=== Provided data ===
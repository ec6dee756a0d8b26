//! Movie record types — the fixed row shape the store persists.
//!
//! The catalog client is responsible for mapping whatever the provider
//! returns onto [`CatalogRecord`]; nothing downstream ever sees a record
//! with absent attributes. [`MovieRecord`] is the persisted superset:
//! catalog fields plus the three locally-owned review fields.

use serde::{Deserialize, Serialize};

use crate::{Error, Result};

// ─── Star rating ─────────────────────────────────────────────────────────────

pub const STAR_MIN: f64 = 0.0;
pub const STAR_MAX: f64 = 5.0;

/// Default rating offered when a movie is reviewed for the first time.
pub const STAR_FIRST_DEFAULT: f64 = 2.5;

/// Reject a star rating outside [0.0, 5.0].
///
/// The stored value is a plain real number; half-point granularity is a
/// display concern only.
pub fn validate_star(star: f64) -> Result<()> {
  if (STAR_MIN..=STAR_MAX).contains(&star) {
    Ok(())
  } else {
    Err(Error::StarOutOfRange(star))
  }
}

// ─── CatalogRecord ───────────────────────────────────────────────────────────

/// A normalized metadata record as produced by one catalog fetch.
///
/// Every field is set only by upsert-from-fetch; the partial star/review
/// update path never touches any of them.
#[derive(Debug, Clone, PartialEq, Serialize, Deserialize)]
pub struct CatalogRecord {
  /// Stable catalog identifier (e.g. `tt0816692`). Primary key once stored.
  pub imdb_id:     String,
  pub title:       String,
  pub year:        String,
  /// Content rating, e.g. `PG-13`.
  pub rated:       String,
  pub released:    String,
  pub runtime:     String,
  pub genre:       String,
  pub director:    String,
  pub writer:      String,
  pub actors:      String,
  pub plot:        String,
  pub language:    String,
  pub country:     String,
  pub awards:      String,
  /// Remote poster link as reported by the provider.
  pub poster_url:  String,
  pub metascore:   String,
  pub imdb_rating: f64,
  pub imdb_votes:  String,
  /// `movie`, `series`, `episode`, ...
  pub media_type:  String,
  /// Physical-release date.
  pub dvd:         String,
  pub box_office:  String,
  pub production:  String,
  pub website:     String,
}

// ─── MovieRecord ─────────────────────────────────────────────────────────────

/// One stored row per distinct `imdb_id`: the catalog fields plus the three
/// locally-owned fields.
#[derive(Debug, Clone, PartialEq, Serialize, Deserialize)]
pub struct MovieRecord {
  pub imdb_id:     String,
  pub title:       String,
  pub year:        String,
  pub rated:       String,
  pub released:    String,
  pub runtime:     String,
  pub genre:       String,
  pub director:    String,
  pub writer:      String,
  pub actors:      String,
  pub plot:        String,
  pub language:    String,
  pub country:     String,
  pub awards:      String,
  pub poster_url:  String,
  pub metascore:   String,
  pub imdb_rating: f64,
  pub imdb_votes:  String,
  pub media_type:  String,
  pub dvd:         String,
  pub box_office:  String,
  pub production:  String,
  pub website:     String,

  /// Filesystem reference to the cached poster image; empty until fetched.
  pub poster_local_path: String,
  /// User rating in [0.0, 5.0].
  pub star:              f64,
  /// Free-text review; may be empty.
  pub review:            String,
}

impl MovieRecord {
  /// Assemble a full row from a catalog fetch plus the locally-owned fields.
  pub fn from_catalog(
    record: CatalogRecord,
    poster_local_path: String,
    star: f64,
    review: String,
  ) -> Self {
    Self {
      imdb_id: record.imdb_id,
      title: record.title,
      year: record.year,
      rated: record.rated,
      released: record.released,
      runtime: record.runtime,
      genre: record.genre,
      director: record.director,
      writer: record.writer,
      actors: record.actors,
      plot: record.plot,
      language: record.language,
      country: record.country,
      awards: record.awards,
      poster_url: record.poster_url,
      metascore: record.metascore,
      imdb_rating: record.imdb_rating,
      imdb_votes: record.imdb_votes,
      media_type: record.media_type,
      dvd: record.dvd,
      box_office: record.box_office,
      production: record.production,
      website: record.website,
      poster_local_path,
      star,
      review,
    }
  }
}

#[cfg(test)]
mod tests {
  use super::*;

  #[test]
  fn star_bounds_are_inclusive() {
    assert!(validate_star(0.0).is_ok());
    assert!(validate_star(5.0).is_ok());
    assert!(validate_star(2.5).is_ok());
  }

  #[test]
  fn star_out_of_range_is_rejected() {
    assert!(matches!(validate_star(-0.1), Err(Error::StarOutOfRange(_))));
    assert!(matches!(validate_star(5.1), Err(Error::StarOutOfRange(_))));
  }
}
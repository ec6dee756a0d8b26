//! The `MovieStore` trait — the persistence seam of the application.
//!
//! The trait is implemented by storage backends (e.g. `mvw-store-sqlite`).
//! Higher layers (`ReviewSession`, the CLI) depend on this abstraction, not
//! on any concrete backend.

use std::future::Future;

use crate::record::{CatalogRecord, MovieRecord};

/// Abstraction over the durable movie table, keyed by `imdb_id`.
///
/// All operations are issued by a single interactive session at a time and
/// run to completion before the caller proceeds; implementations never retry
/// internally and never execute in the background.
pub trait MovieStore: Send + Sync {
  type Error: std::error::Error + Send + Sync + 'static;

  /// Insert a new row, or overwrite **every** field of an existing row with
  /// the same `imdb_id`, catalog fields and the three local fields alike.
  ///
  /// Callers re-fetching catalog data must pass through the existing
  /// star/review when they do not intend to change them; the store does not
  /// preserve them on its own. Atomic per call: on failure no partial row
  /// state is visible.
  ///
  /// Rejects `star` outside [0.0, 5.0] before touching storage.
  fn upsert(
    &self,
    record: CatalogRecord,
    poster_local_path: String,
    star: f64,
    review: String,
  ) -> impl Future<Output = Result<(), Self::Error>> + Send + '_;

  /// Update only the `star` and `review` columns of the row with this
  /// `imdb_id`; catalog fields and `poster_local_path` stay untouched.
  ///
  /// Returns the number of rows affected. A missing id affects zero rows;
  /// not a store error, but callers should check.
  ///
  /// Rejects `star` outside [0.0, 5.0] before touching storage.
  fn update_review<'a>(
    &'a self,
    imdb_id: &'a str,
    star: f64,
    review: &'a str,
  ) -> impl Future<Output = Result<usize, Self::Error>> + Send + 'a;

  /// Every stored record, in storage order. No ordering guarantee is made
  /// to callers; sort client-side if needed.
  fn get_all(
    &self,
  ) -> impl Future<Output = Result<Vec<MovieRecord>, Self::Error>> + Send + '_;

  /// Exact-match title lookup. Titles are not unique; the first matching
  /// row in storage order wins. Callers needing disambiguation must use
  /// `imdb_id`.
  fn get_by_title<'a>(
    &'a self,
    title: &'a str,
  ) -> impl Future<Output = Result<Option<MovieRecord>, Self::Error>> + Send + 'a;
}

=== Directions for this task ===
Give back each entry exactly as it was written.

=== Written reply ===
repository ec6dee756a0d8b26
//! Movie record types — the fixed row shape the store persists.
//!
//! The catalog client is responsible for mapping whatever the provider
//! returns onto [`CatalogRecord`]; nothing downstream ever sees a record
//! with absent attributes. [`MovieRecord`] is the persisted superset:
//! catalog fields plus the three locally-owned review fields.

use serde::{Deserialize, Serialize};

use crate::{Error, Result};

// ─── Star rating ─────────────────────────────────────────────────────────────

pub const STAR_MIN: f64 = 0.0;
pub const STAR_MAX: f64 = 5.0;

/// Default rating offered when a movie is reviewed for the first time.
pub const STAR_FIRST_DEFAULT: f64 = 2.5;

/// Reject a star rating outside [0.0, 5.0].
///
/// The stored value is a plain real number; half-point granularity is a
/// display concern only.
pub fn validate_star(star: f64) -> Result<()> {
  if (STAR_MIN..=STAR_MAX).contains(&star) {
    Ok(())
  } else {
    Err(Error::StarOutOfRange(star))
  }
}

// ─── CatalogRecord ───────────────────────────────────────────────────────────

/// A normalized metadata record as produced by one catalog fetch.
///
/// Every field is set only by upsert-from-fetch; the partial star/review
/// update path never touches any of them.
#[derive(Debug, Clone, PartialEq, Serialize, Deserialize)]
pub struct CatalogRecord {
  /// Stable catalog identifier (e.g. `tt0816692`). Primary key once stored.
  pub imdb_id:     String,
  pub title:       String,
  pub year:        String,
  /// Content rating, e.g. `PG-13`.
  pub rated:       String,
  pub released:    String,
  pub runtime:     String,
  pub genre:       String,
  pub director:    String,
  pub writer:      String,
  pub actors:      String,
  pub plot:        String,
  pub language:    String,
  pub country:     String,
  pub awards:      String,
  /// Remote poster link as reported by the provider.
  pub poster_url:  String,
  pub metascore:   String,
  pub imdb_rating: f64,
  pub imdb_votes:  String,
  /// `movie`, `series`, `episode`, ...
  pub media_type:  String,
  /// Physical-release date.
  pub dvd:         String,
  pub box_office:  String,
  pub production:  String,
  pub website:     String,
}

// ─── MovieRecord ─────────────────────────────────────────────────────────────

/// One stored row per distinct `imdb_id`: the catalog fields plus the three
/// locally-owned fields.
#[derive(Debug, Clone, PartialEq, Serialize, Deserialize)]
pub struct MovieRecord {
  pub imdb_id:     String,
  pub title:       String,
  pub year:        String,
  pub rated:       String,
  pub released:    String,
  pub runtime:     String,
  pub genre:       String,
  pub director:    String,
  pub writer:      String,
  pub actors:      String,
  pub plot:        String,
  pub language:    String,
  pub country:     String,
  pub awards:      String,
  pub poster_url:  String,
  pub metascore:   String,
  pub imdb_rating: f64,
  pub imdb_votes:  String,
  pub media_type:  String,
  pub dvd:         String,
  pub box_office:  String,
  pub production:  String,
  pub website:     String,

  /// Filesystem reference to the cached poster image; empty until fetched.
  pub poster_local_path: String,
  /// User rating in [0.0, 5.0].
  pub star:              f64,
  /// Free-text review; may be empty.
  pub review:            String,
}

impl MovieRecord {
  /// Assemble a full row from a catalog fetch plus the locally-owned fields.
  pub fn from_catalog(
    record: CatalogRecord,
    poster_local_path: String,
    star: f64,
    review: String,
  ) -> Self {
    Self {
      imdb_id: record.imdb_id,
      title: record.title,
      year: record.year,
      rated: record.rated,
      released: record.released,
      runtime: record.runtime,
      genre: record.genre,
      director: record.director,
      writer: record.writer,
      actors: record.actors,
      plot: record.plot,
      language: record.language,
      country: record.country,
      awards: record.awards,
      poster_url: record.poster_url,
      metascore: record.metascore,
      imdb_rating: record.imdb_rating,
      imdb_votes: record.imdb_votes,
      media_type: record.media_type,
      dvd: record.dvd,
      box_office: record.box_office,
      production: record.production,
      website: record.website,
      poster_local_path,
      star,
      review,
    }
  }
}

#[cfg(test)]
mod tests {
  use super::*;

  #[test]
  fn star_bounds_are_inclusive() {
    assert!(validate_star(0.0).is_ok());
    assert!(validate_star(5.0).is_ok());
    assert!(validate_star(2.5).is_ok());
  }

  #[test]
  fn star_out_of_range_is_rejected() {
    assert!(matches!(validate_star(-0.1), Err(Error::StarOutOfRange(_))));
    assert!(matches!(validate_star(5.1), Err(Error::StarOutOfRange(_))));
  }
}
repository ec6dee756a0d8b26
//! The `MovieStore` trait — the persistence seam of the application.
//!
//! The trait is implemented by storage backends (e.g. `mvw-store-sqlite`).
//! Higher layers (`ReviewSession`, the CLI) depend on this abstraction, not
//! on any concrete backend.

use std::future::Future;

use crate::record::{CatalogRecord, MovieRecord};

/// Abstraction over the durable movie table, keyed by `imdb_id`.
///
/// All operations are issued by a single interactive session at a time and
/// run to completion before the caller proceeds; implementations never retry
/// internally and never execute in the background.
pub trait MovieStore: Send + Sync {
  type Error: std::error::Error + Send + Sync + 'static;

  /// Insert a new row, or overwrite **every** field of an existing row with
  /// the same `imdb_id`, catalog fields and the three local fields alike.
  ///
  /// Callers re-fetching catalog data must pass through the existing
  /// star/review when they do not intend to change them; the store does not
  /// preserve them on its own. Atomic per call: on failure no partial row
  /// state is visible.
  ///
  /// Rejects `star` outside [0.0, 5.0] before touching storage.
  fn upsert(
    &self,
    record: CatalogRecord,
    poster_local_path: String,
    star: f64,
    review: String,
  ) -> impl Future<Output = Result<(), Self::Error>> + Send + '_;

  /// Update only the `star` and `review` columns of the row with this
  /// `imdb_id`; catalog fields and `poster_local_path` stay untouched.
  ///
  /// Returns the number of rows affected. A missing id affects zero rows;
  /// not a store error, but callers should check.
  ///
  /// Rejects `star` outside [0.0, 5.0] before touching storage.
  fn update_review<'a>(
    &'a self,
    imdb_id: &'a str,
    star: f64,
    review: &'a str,
  ) -> impl Future<Output = Result<usize, Self::Error>> + Send + 'a;

  /// Every stored record, in storage order. No ordering guarantee is made
  /// to callers; sort client-side if needed.
  fn get_all(
    &self,
  ) -> impl Future<Output = Result<Vec<MovieRecord>, Self::Error>> + Send + '_;

  /// Exact-match title lookup. Titles are not unique; the first matching
  /// row in storage order wins. Callers needing disambiguation must use
  /// `imdb_id`.
  fn get_by_title<'a>(
    &'a self,
    title: &'a str,
  ) -> impl Future<Output = Result<Option<MovieRecord>, Self::Error>> + Send + 'a;
}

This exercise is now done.